Taleo, which has about 1,400 employees, said it has more than 5,000 customers, including nearly half of the Fortune 100. Through its software, people can apply for jobs and companies can manage the careers of their hires. The company, which is based in Dublin, Calif., lost $14.5 million on revenue of $309 million last year.
Although Oracle has moved into the hardware business with its 2010 purchase of Sun Microsystems, software remains the company's core and accounts for two-thirds of its revenue. Oracle has been steadily expanding into different software niches by buying more than 75 companies during the past eight years. It completed a $1.5 billion acquisition of RightNow Technologies two weeks ago. The Taleo deal is expected to be completed in the middle of this year, if Oracle can gain the necessary regulatory approvals.
Many of Oracle's recent acquisitions are of companies that specialize in delivering software and services over the Internet. Oracle and other advocates of cloud-based computing are trying to convince customers that they can save money that way by avoiding costs associated with installing and maintaining products on individual machines.
Until recently, Oracle had resisted such an approach, partly because it makes so much money from maintaining and upgrading software installed on individual computers within its customers' office. Oracle's outspoken CEO, Larry Ellison, had cast doubts about whether cloud computing would produce enough profits to justify heavy investments needed. At a shareholders meeting in 2008, Ellison called it "ludicrous ... that cloud computing is taking over the world."
Hamerman said the acquisition of Taleo puts Oracle "back in the game" for cloud-based recruiting and talent-management software.
Oracle is paying $46 a share for Taleo stock, 18 percent above Wednesday's closing price of $38.94. Taleo's stock rose $6.70, or 17 percent, to $45.64 in afternoon trading Thursday, after the announcement came out. Oracle's rose 11 cents to $28.84, while SAP's gained 67 cents, or 1 percent, to $64.20.
Taleo will give Oracle another weapon in its duel with SAP as their long-running battle spills into cloud computing. Their respective purchases of Taleo and SuccessFactors underscore the growing importance technology companies see in delivering software over the Internet.
Rick Sherlund, an analyst at Nomura Securities, said the planned acquisitions of smaller companies by Oracle and SAP underscore their strategies of "moving to the cloud to address faster growth market opportunities." He said the industry should expect further consolidation.

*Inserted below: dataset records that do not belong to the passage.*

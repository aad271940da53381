//! Newton-Raphson iteration for nonlinear components.

use crate::circuit::Circuit;
use crate::config::SimulatorConfig;

use super::assembly;
use super::mna::MnaMatrix;

/// Result of one sample's nonlinear solve.
#[derive(Debug, Clone, Copy, PartialEq, Eq)]
pub struct NewtonOutcome {
    /// Iterations executed (at most the configured cap)
    pub iterations: usize,
    /// Whether the update norm dropped below the tolerance
    pub converged: bool,
}

/// Newton-Raphson solver for nonlinear circuits.
#[derive(Debug, Clone)]
pub struct NewtonRaphson {
    /// Maximum iterations
    pub max_iterations: usize,
    /// Convergence tolerance on the norm of the solution update
    pub tolerance: f64,
    /// Previous solution for convergence check
    x_prev: Vec<f64>,
}

impl NewtonRaphson {
    /// Create a solver for a system of dimension `size`.
    pub fn new(size: usize, config: &SimulatorConfig) -> Self {
        Self {
            max_iterations: config.max_iterations,
            tolerance: config.tolerance,
            x_prev: vec![0.0; size],
        }
    }

    /// Iterate the nonlinear system towards a solution, starting from `matrix.x`.
    ///
    /// Each iteration re-linearizes every diode around the current solution,
    /// zeroes and restamps the system, refactors and solves.
    /// External sources and reactive companions must already be updated.
    /// Running out of iterations is not an error; the last iterate stays in
    /// `matrix.x`.
    pub fn solve(&mut self, circuit: &mut Circuit, matrix: &mut MnaMatrix) -> NewtonOutcome {
        for iter in 0..self.max_iterations {
            assembly::linearize_diodes(circuit, matrix);
            assembly::restamp(circuit, matrix);
            matrix.factor();

            self.x_prev.copy_from_slice(&matrix.x);
            matrix.solve();

            if matrix.tail_distance(&self.x_prev) < self.tolerance {
                return NewtonOutcome {
                    iterations: iter + 1,
                    converged: true,
                };
            }
        }

        NewtonOutcome {
            iterations: self.max_iterations,
            converged: false,
        }
    }
}

#[cfg(test)]
mod tests {
    use super::*;
    use crate::dsl::parse;
    use crate::solver::MAX_ITERATIONS;
    use approx::assert_relative_eq;

    const CLIPPER: &str = "Vi 1 0 0\nR 1 2 1k\nD 2 0 0\nVo 2 0 0";

    fn setup(src: &str) -> (Circuit, MnaMatrix) {
        let circuit = Circuit::from_ast(&parse(src).unwrap()).unwrap();
        let matrix = MnaMatrix::new(circuit.num_nodes, circuit.num_aux);
        (circuit, matrix)
    }

    #[test]
    fn test_iterations_never_exceed_cap() {
        let (mut circuit, mut matrix) = setup(CLIPPER);
        let mut newton = NewtonRaphson::new(matrix.size, &SimulatorConfig::default());

        // Large steps from a cold start are the worst case for an undamped diode.
        for input in [5.0, -5.0, 3.0, 0.0, 10.0] {
            assembly::drive_sources(&mut circuit, input);
            let outcome = newton.solve(&mut circuit, &mut matrix);
            assert!(outcome.iterations >= 1);
            assert!(outcome.iterations <= MAX_ITERATIONS);
        }
    }

    #[test]
    fn test_steady_dc_terminates_early() {
        let (mut circuit, mut matrix) = setup(CLIPPER);
        let mut newton = NewtonRaphson::new(matrix.size, &SimulatorConfig::default());

        assembly::drive_sources(&mut circuit, 1.0);
        let mut outcome = newton.solve(&mut circuit, &mut matrix);
        for _ in 0..8 {
            outcome = newton.solve(&mut circuit, &mut matrix);
        }

        assert!(outcome.converged);
        assert!(outcome.iterations <= 2, "took {} iterations", outcome.iterations);

        // KCL at the diode node: resistor current equals diode current
        let v = matrix.x[2];
        assert!(v > 0.1 && v < 0.4, "diode voltage {}", v);
        let params = crate::components::DiodeParams::default();
        let i_diode = params.is * (v / params.n_vt()).exp_m1();
        assert_relative_eq!((1.0 - v) / 1000.0, i_diode, max_relative = 1e-4);
    }

    #[test]
    fn test_non_convergence_is_reported() {
        let (mut circuit, mut matrix) = setup(CLIPPER);
        let config = SimulatorConfig::default().with_max_iterations(2);
        let mut newton = NewtonRaphson::new(matrix.size, &config);

        assembly::drive_sources(&mut circuit, 5.0);
        let outcome = newton.solve(&mut circuit, &mut matrix);
        assert_eq!(
            outcome,
            NewtonOutcome {
                iterations: 2,
                converged: false
            }
        );
        assert!(matrix.x.iter().all(|v| v.is_finite()));
    }

    #[test]
    fn test_each_iteration_starts_from_a_clean_system() {
        let (mut circuit, mut matrix) = setup(CLIPPER);
        let mut newton = NewtonRaphson::new(matrix.size, &SimulatorConfig::default());
        assembly::drive_sources(&mut circuit, 2.0);
        newton.solve(&mut circuit, &mut matrix);

        // Stamps from earlier iterations must not accumulate
        let mut fresh = MnaMatrix::new(circuit.num_nodes, circuit.num_aux);
        assembly::restamp(&circuit, &mut fresh);
        assert_eq!(matrix.a, fresh.a);
        assert_eq!(matrix.b, fresh.b);
    }
}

SAP's specialty is business applications, such as those used for payroll and managing relationships with customers and suppliers. In recent years, Oracle has spent billions of dollars pushing into that field, though it remains behind SAP.
One of Oracle's biggest coups in its expansion came in 2005 when it closed an $11.1 billion takeover of PeopleSoft, which had fought to remain independent. After Oracle prevailed, PeopleSoft co-founder Dave Duffield left to start Workday, which is expected to pursue an initial public offering of stock this year.
Hamerman believes It would be a good timing for a Workday IPO, given the prices that Oracle and SAP have paid for companies in the same market as Workday. Oracle is paying about six times Taleo's annual revenue while SAP is buying SuccessFactors for about 10 times its annual revenue.
The feud between Oracle and SAP has gotten personal. Oracle won a $1.3 billion jury verdict against SAP in 2010 over the widespread theft by a now-shuttered SAP subsidiary of documents from password-protected Oracle customer websites. Oracle alleged the information was used to steal business.
A judge later threw out the award, calling it "grossly excessive." This week, Oracle turned down a smaller award of $272 million, paving the way for a retrial with a different jury.
Oracle landed a publicity jackpot from the trial. Ellison used it to repeatedly shame SAP publicly. SAP admitted the theft and agreed to pay $20 million to settle criminal charges filed by the Department of Justice over the practices at the former subsidiary, TomorrowNow.
AP Technology Writer Michael Liedtke in San Francisco contributed to this report.